= Kampp 161 =

Ancient Egyptian tomb in the Dra' Abu el-Naga' necropolis, Thebes

Kampp 161 is an ancient Egyptian tomb located in the Dra' Abu el-Naga' necropolis in Thebes, one of Egypt's ancient capitals. If compared with similar tombs in the region based on style and architecture, it would probably date back to the reigns of Amenhotep II or Thutmose IV of the Eighteenth Dynasty.

==History of archaeological work==

The tomb is known at least since the 1990s.

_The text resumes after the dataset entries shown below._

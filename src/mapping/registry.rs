//! CP-007: Mapping registry. Built once, shared read-only.
//!
//! Lookup order: exact type → wildcard with the longest literal prefix →
//! `Unmapped`. Within one specificity the highest `precedence` wins, then
//! the rule registered last (so a mapping file overrides the defaults).

use super::defaults::default_rules;
use super::rule::{MappingRule, Resolution, TargetInvocation};
use crate::core::types::Value;
use crate::error::{ConvertError, Result};
use indexmap::IndexMap;
use rustc_hash::FxHashMap;
use std::path::Path;
use tracing::{debug, info, warn};

/// Immutable rule table. Wrap in `Arc` to share across sessions.
#[derive(Debug, Clone, Default)]
pub struct MappingRegistry {
    rules: Vec<MappingRule>,
    exact: FxHashMap<String, usize>,
    /// Sorted best-first.
    wildcards: Vec<(glob::Pattern, usize)>,
}

impl MappingRegistry {
    pub fn builder() -> RegistryBuilder {
        RegistryBuilder::default()
    }

    /// Registry with only the built-in rules.
    pub fn with_defaults() -> Self {
        Self::builder().defaults().build()
    }

    pub fn len(&self) -> usize {
        self.rules.len()
    }

    pub fn is_empty(&self) -> bool {
        self.rules.is_empty()
    }

    /// Rules in registration order.
    pub fn rules(&self) -> &[MappingRule] {
        &self.rules
    }

    /// The rule that would apply to `resource_type`.
    pub fn lookup(&self, resource_type: &str) -> Option<&MappingRule> {
        if let Some(&i) = self.exact.get(resource_type) {
            return Some(&self.rules[i]);
        }
        self.wildcards
            .iter()
            .find(|(pattern, _)| pattern.matches(resource_type))
            .map(|&(_, i)| &self.rules[i])
    }

    /// Resolve a declaration. Pure in `(type, properties, self)`.
    pub fn resolve(&self, resource_type: &str, properties: &IndexMap<String, Value>) -> Resolution {
        match self.lookup(resource_type) {
            Some(rule) => Resolution::Mapped(TargetInvocation {
                primitive: rule.target_primitive.clone(),
                properties: rule.apply(properties),
                rule: rule.source_type.clone(),
            }),
            None => Resolution::Unmapped,
        }
    }
}

/// Result of loading a mapping file.
#[derive(Debug, Clone, Default, PartialEq, Eq)]
pub struct LoadReport {
    pub loaded: usize,
    /// One message per skipped record.
    pub skipped: Vec<String>,
}

/// Collects rules, then freezes them into a `MappingRegistry`.
#[derive(Debug, Clone, Default)]
pub struct RegistryBuilder {
    rules: Vec<MappingRule>,
}

impl RegistryBuilder {
    /// Register the built-in rules.
    pub fn defaults(mut self) -> Self {
        self.rules.extend(default_rules());
        self
    }

    pub fn rule(mut self, rule: MappingRule) -> Self {
        self.rules.push(rule);
        self
    }

    pub fn push(&mut self, rule: MappingRule) {
        self.rules.push(rule);
    }

    /// Load rules from a JSON or YAML file. Malformed records are skipped
    /// with a warning; a file that cannot be read or parsed at all is a
    /// configuration error.
    pub fn load_file(&mut self, path: &Path) -> Result<LoadReport> {
        let content = std::fs::read_to_string(path).map_err(|e| ConvertError::io(path, e))?;
        let is_json = path.extension().is_some_and(|e| e == "json");
        let doc: serde_json::Value = if is_json {
            serde_json::from_str(&content).map_err(|e| ConvertError::MappingFile {
                path: path.to_path_buf(),
                message: e.to_string(),
            })?
        } else {
            serde_yaml_ng::from_str(&content).map_err(|e| ConvertError::MappingFile {
                path: path.to_path_buf(),
                message: e.to_string(),
            })?
        };
        let report = self
            .load_document(doc)
            .map_err(|message| ConvertError::MappingFile {
                path: path.to_path_buf(),
                message,
            })?;
        info!(
            path = %path.display(),
            loaded = report.loaded,
            skipped = report.skipped.len(),
            "loaded mapping rules"
        );
        Ok(report)
    }

    /// Load an already-parsed document: a list of rule records, an object
    /// with a `rules` list, or the legacy `{type: {ansible_module,
    /// property_mapping}}` map.
    pub fn load_document(&mut self, doc: serde_json::Value) -> std::result::Result<LoadReport, String> {
        let mut report = LoadReport::default();
        let candidates: Vec<(String, std::result::Result<MappingRule, String>)> = match doc {
            serde_json::Value::Array(records) => records_to_rules(records),
            serde_json::Value::Object(mut map) => match map.remove("rules") {
                Some(serde_json::Value::Array(records)) => records_to_rules(records),
                Some(_) => return Err("`rules` must be a list".to_string()),
                None => map
                    .into_iter()
                    .map(|(source_type, entry)| {
                        let rule = legacy_rule(&source_type, entry);
                        (source_type, rule)
                    })
                    .collect(),
            },
            serde_json::Value::Null => Vec::new(),
            _ => return Err("expected a list of rules or a map of resource types".to_string()),
        };

        for (label, candidate) in candidates {
            match candidate.and_then(validate) {
                Ok(rule) => {
                    debug!(source_type = %rule.source_type, target = %rule.target_primitive, "registered rule");
                    self.rules.push(rule);
                    report.loaded += 1;
                }
                Err(reason) => {
                    warn!(record = %label, reason = %reason, "skipping malformed mapping record");
                    report.skipped.push(format!("{}: {}", label, reason));
                }
            }
        }
        Ok(report)
    }

    pub fn build(self) -> MappingRegistry {
        let mut exact: FxHashMap<String, usize> = FxHashMap::default();
        let mut wildcards = Vec::new();

        for (i, rule) in self.rules.iter().enumerate() {
            if rule.is_wildcard() {
                match glob::Pattern::new(&rule.source_type) {
                    Ok(p) => wildcards.push((p, i)),
                    Err(e) => warn!(source_type = %rule.source_type, error = %e, "invalid wildcard"),
                }
                continue;
            }
            let better = match exact.get(&rule.source_type) {
                // later registration wins ties
                Some(&j) => rule.precedence >= self.rules[j].precedence,
                None => true,
            };
            if better {
                exact.insert(rule.source_type.clone(), i);
            }
        }

        let rules = &self.rules;
        wildcards.sort_by(|(_, a), (_, b)| {
            let (ra, rb) = (&rules[*a], &rules[*b]);
            rb.literal_prefix_len()
                .cmp(&ra.literal_prefix_len())
                .then(rb.precedence.cmp(&ra.precedence))
                .then(b.cmp(a))
        });

        MappingRegistry {
            rules: self.rules,
            exact,
            wildcards,
        }
    }
}

fn records_to_rules(
    records: Vec<serde_json::Value>,
) -> Vec<(String, std::result::Result<MappingRule, String>)> {
    records
        .into_iter()
        .enumerate()
        .map(|(i, record)| {
            let label = record
                .get("source_type")
                .and_then(|v| v.as_str())
                .map(str::to_string)
                .unwrap_or_else(|| format!("record #{}", i + 1));
            let rule = serde_json::from_value::<MappingRule>(record).map_err(|e| e.to_string());
            (label, rule)
        })
        .collect()
}

fn legacy_rule(source_type: &str, entry: serde_json::Value) -> std::result::Result<MappingRule, String> {
    let target = entry
        .get("ansible_module")
        .or_else(|| entry.get("target_primitive"))
        .and_then(|v| v.as_str())
        .ok_or("missing `ansible_module`")?;
    let mut rule = MappingRule::new(source_type, target);

    let Some(props) = entry.get("property_mapping") else {
        return Ok(rule);
    };
    let props = props
        .as_object()
        .ok_or("`property_mapping` must be a map")?;
    for (from, to) in props {
        if from == "value_mapping" {
            let tables = to.as_object().ok_or("`value_mapping` must be a map")?;
            for (prop, table) in tables {
                let table = table
                    .as_object()
                    .ok_or_else(|| format!("value_mapping for `{}` must be a map", prop))?;
                let entry = rule.value_transforms.entry(prop.clone()).or_default();
                for (raw, target) in table {
                    let target = match target {
                        serde_json::Value::String(s) => s.clone(),
                        other => other.to_string(),
                    };
                    entry.insert(raw.to_lowercase(), target);
                }
            }
            continue;
        }
        let to = to
            .as_str()
            .ok_or_else(|| format!("rename target for `{}` must be a string", from))?;
        rule.property_renames.insert(from.clone(), to.to_string());
    }
    if let Some(p) = entry.get("precedence").and_then(|v| v.as_i64()) {
        rule.precedence = i32::try_from(p).map_err(|_| "precedence out of range".to_string())?;
    }
    Ok(rule)
}

fn validate(rule: MappingRule) -> std::result::Result<MappingRule, String> {
    if rule.source_type.trim().is_empty() {
        return Err("empty source_type".to_string());
    }
    if rule.target_primitive.trim().is_empty() {
        return Err("empty target_primitive".to_string());
    }
    if rule.is_wildcard() {
        glob::Pattern::new(&rule.source_type).map_err(|e| e.to_string())?;
    }
    Ok(rule)
}
//! CP-011: External collaborators: the generator and the validation gateway.
//!
//! Both are traits so the orchestrator can be driven by scripted fakes in
//! tests. Calls are blocking from the orchestrator's point of view; each
//! implementation enforces its own per-call timeout and reports it as a
//! typed error.

pub mod anthropic;
pub mod exec;
pub mod lint;

use crate::convert::artifact::ArtifactTree;
use crate::convert::request::GenerationRequest;
use serde::{Deserialize, Serialize};
use std::fmt;
use std::time::Duration;

/// Failure talking to the generator.
#[derive(Debug, Clone, PartialEq, Eq, thiserror::Error)]
pub enum GenerationError {
    #[error("transport error: {0}")]
    Transport(String),
    #[error("timed out after {0:?}")]
    Timeout(Duration),
    #[error("rate limited")]
    RateLimited { retry_after: Option<Duration> },
    /// The request itself was refused (bad key, unknown model, malformed body).
    #[error("request rejected (HTTP {status})")]
    Rejected { status: u16 },
}

impl GenerationError {
    /// Whether calling again with the same request can succeed.
    pub fn is_retryable(&self) -> bool {
        !matches!(self, Self::Rejected { .. })
    }
}

/// Failure reaching the validation gateway. Never consumes a repair attempt.
#[derive(Debug, Clone, PartialEq, Eq, thiserror::Error)]
pub enum GatewayError {
    #[error("validation gateway unavailable: {0}")]
    Unavailable(String),
    #[error("validation timed out after {0:?}")]
    Timeout(Duration),
}

/// Produces candidate artifact text from a request.
pub trait Generator: Send + Sync {
    fn generate(&self, request: &GenerationRequest) -> Result<String, GenerationError>;
}

/// Checks a candidate artifact. Must be repeatable and idempotent.
pub trait ValidationGateway: Send + Sync {
    fn validate(&self, artifact: &ArtifactTree) -> Result<ValidationReport, GatewayError>;
}

#[derive(Debug, Clone, Copy, PartialEq, Eq, PartialOrd, Ord, Hash, Serialize, Deserialize)]
#[serde(rename_all = "snake_case")]
pub enum Severity {
    Info,
    Warning,
    Error,
}

impl fmt::Display for Severity {
    fn fmt(&self, f: &mut fmt::Formatter<'_>) -> fmt::Result {
        match self {
            Self::Info => write!(f, "info"),
            Self::Warning => write!(f, "warning"),
            Self::Error => write!(f, "error"),
        }
    }
}

/// One finding. `code` follows the `category[detail]` convention.
#[derive(Debug, Clone, PartialEq, Eq, Hash, Serialize, Deserialize)]
pub struct Diagnostic {
    pub severity: Severity,
    pub code: String,
    pub message: String,
    #[serde(default, skip_serializing_if = "Option::is_none")]
    pub location: Option<String>,
}

impl Diagnostic {
    pub fn new(severity: Severity, code: impl Into<String>, message: impl Into<String>) -> Self {
        Self {
            severity,
            code: code.into(),
            message: message.into(),
            location: None,
        }
    }

    pub fn error(code: impl Into<String>, message: impl Into<String>) -> Self {
        Self::new(Severity::Error, code, message)
    }

    pub fn warning(code: impl Into<String>, message: impl Into<String>) -> Self {
        Self::new(Severity::Warning, code, message)
    }

    pub fn at(mut self, location: impl Into<String>) -> Self {
        self.location = Some(location.into());
        self
    }

    /// `fqcn[action-core]` → `fqcn`.
    pub fn category(&self) -> &str {
        let code = self.code.trim();
        let end = code.find('[').unwrap_or(code.len());
        let category = code[..end].trim();
        if category.is_empty() {
            "unknown"
        } else {
            category
        }
    }

    /// Blocks success: warnings and errors do, info does not.
    pub fn is_blocking(&self) -> bool {
        self.severity >= Severity::Warning
    }
}

impl fmt::Display for Diagnostic {
    fn fmt(&self, f: &mut fmt::Formatter<'_>) -> fmt::Result {
        match &self.location {
            Some(loc) => write!(f, "{} {} {}: {}", self.severity, self.code, loc, self.message),
            None => write!(f, "{} {}: {}", self.severity, self.code, self.message),
        }
    }
}

/// Gateway output for one artifact.
#[derive(Debug, Clone, Default, PartialEq, Eq, Serialize, Deserialize)]
pub struct ValidationReport {
    pub ok: bool,
    pub diagnostics: Vec<Diagnostic>,
}

impl ValidationReport {
    pub fn clean() -> Self {
        Self {
            ok: true,
            diagnostics: Vec::new(),
        }
    }

    /// A report whose `ok` flag follows from its diagnostics.
    pub fn from_diagnostics(diagnostics: Vec<Diagnostic>) -> Self {
        let ok = !diagnostics.iter().any(|d| d.severity == Severity::Error);
        Self { ok, diagnostics }
    }

    /// Success means the gateway said ok and nothing blocking remains.
    pub fn is_clean(&self) -> bool {
        self.ok && !self.diagnostics.iter().any(Diagnostic::is_blocking)
    }

    pub fn blocking(&self) -> impl Iterator<Item = &Diagnostic> {
        self.diagnostics.iter().filter(|d| d.is_blocking())
    }
}

#[cfg(test)]
mod tests {
    use super::*;

    #[test]
    fn test_cp011_category() {
        assert_eq!(Diagnostic::warning("fqcn[action-core]", "x").category(), "fqcn");
        assert_eq!(Diagnostic::error("yaml", "x").category(), "yaml");
        assert_eq!(Diagnostic::error("[odd]", "x").category(), "unknown");
    }

    #[test]
    fn test_cp011_report_cleanliness() {
        assert!(ValidationReport::clean().is_clean());
        let info = ValidationReport::from_diagnostics(vec![Diagnostic::new(
            Severity::Info,
            "note[x]",
            "fyi",
        )]);
        assert!(info.is_clean());
        let warn = ValidationReport::from_diagnostics(vec![Diagnostic::warning("name[missing]", "x")]);
        assert!(warn.ok);
        assert!(!warn.is_clean());
        let err = ValidationReport::from_diagnostics(vec![Diagnostic::error("yaml[syntax]", "x")]);
        assert!(!err.ok);
        assert_eq!(err.blocking().count(), 1);
    }

    #[test]
    fn test_cp011_display() {
        let d = Diagnostic::error("yaml[syntax]", "bad indent").at("tasks/main.yml:3");
        assert_eq!(d.to_string(), "error yaml[syntax] tasks/main.yml:3: bad indent");
    }
}
//! CP-025: Writing roles and session history to disk.
//!
//! Layout for cookbook `nginx` under `out/`:
//!
//! ```text
//! out/nginx/tasks/main.yml ...        artifact files
//! out/nginx/.cookport/history.json    every attempt of the session
//! out/nginx/.cookport/events.jsonl    session events, appended per run
//! ```

use crate::audit::eventlog::{self, AUDIT_DIR};
use crate::audit::hasher;
use crate::convert::assemble::variable_name;
use crate::convert::session::ConcludedSession;
use crate::error::{ConvertError, Result};
use std::path::{Path, PathBuf};
use tracing::debug;

/// What was written for one session.
#[derive(Debug, Clone, PartialEq, Eq)]
pub struct WrittenRole {
    pub dir: PathBuf,
    pub files: usize,
    /// Fingerprint of the role directory; `None` when nothing was produced.
    pub fingerprint: Option<String>,
}

pub fn role_dir(output_root: &Path, cookbook: &str) -> PathBuf {
    output_root.join(variable_name(cookbook))
}

pub fn history_path(role_dir: &Path) -> PathBuf {
    role_dir.join(AUDIT_DIR).join("history.json")
}

/// Write the session's artifact (passing or best effort) and its history.
pub fn write_role(output_root: &Path, session: &ConcludedSession) -> Result<WrittenRole> {
    let dir = role_dir(output_root, &session.cookbook);
    std::fs::create_dir_all(&dir).map_err(|e| ConvertError::io(&dir, e))?;

    let mut files = 0;
    if let Some(artifact) = session.outcome.artifact() {
        for (rel, content) in artifact.iter() {
            write_atomic(&dir.join(rel), content)?;
            files += 1;
        }
    }

    let history = serde_json::to_string_pretty(session)?;
    write_atomic(&history_path(&dir), &history)?;
    eventlog::append_events(&dir, &session.events)?;

    let fingerprint = if files > 0 {
        Some(hasher::hash_directory(&dir)?)
    } else {
        None
    };
    debug!(dir = %dir.display(), files, "role written");
    Ok(WrittenRole {
        dir,
        files,
        fingerprint,
    })
}

/// Write via a temp file and rename.
pub fn write_atomic(path: &Path, content: &str) -> Result<()> {
    if let Some(parent) = path.parent() {
        std::fs::create_dir_all(parent).map_err(|e| ConvertError::io(parent, e))?;
    }
    let mut tmp_name = path.file_name().map(|n| n.to_os_string()).unwrap_or_default();
    tmp_name.push(".tmp");
    let tmp_path = path.with_file_name(tmp_name);
    std::fs::write(&tmp_path, content).map_err(|e| ConvertError::io(&tmp_path, e))?;
    std::fs::rename(&tmp_path, path).map_err(|e| ConvertError::io(path, e))?;
    Ok(())
}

It was registered as "Kampp 161" by Friederike Kampp-Seyfried during her survey in the years 1988/89. The tomb was heavily buried under debris at that time, so only a few features were visible like the open courtyard with a surrounding wall built from limestone blocks. According to her the tomb is to be dated to the 18th Dynasty, maybe to the reign of Thutmosis III.

On December 9, 2017, the Ministry of State of Antiquities announced that the tomb, along with Kampp 150, was cleared from debris by a team of Egyptian archeologists.

===Wall decorations===

A colourful but not entirely finished mural depicting an individual presenting offerings to the deceased owner of the tomb and probably his wife at a banquet with family members and friends was found on the western wall of the tomb.

===Finds===

A decorated coffin and wooden funerary masks were also found.

==Bibliography==

F. Kampp, Die thebanische Nekropole. Zum Wandel des Grabgedankens von der XVIII. bis zur XX. Dynastie, Theben 13.1-2 (Mainz 1996), Vol. II, p. 712 (ISBN 3-8053-1506-6)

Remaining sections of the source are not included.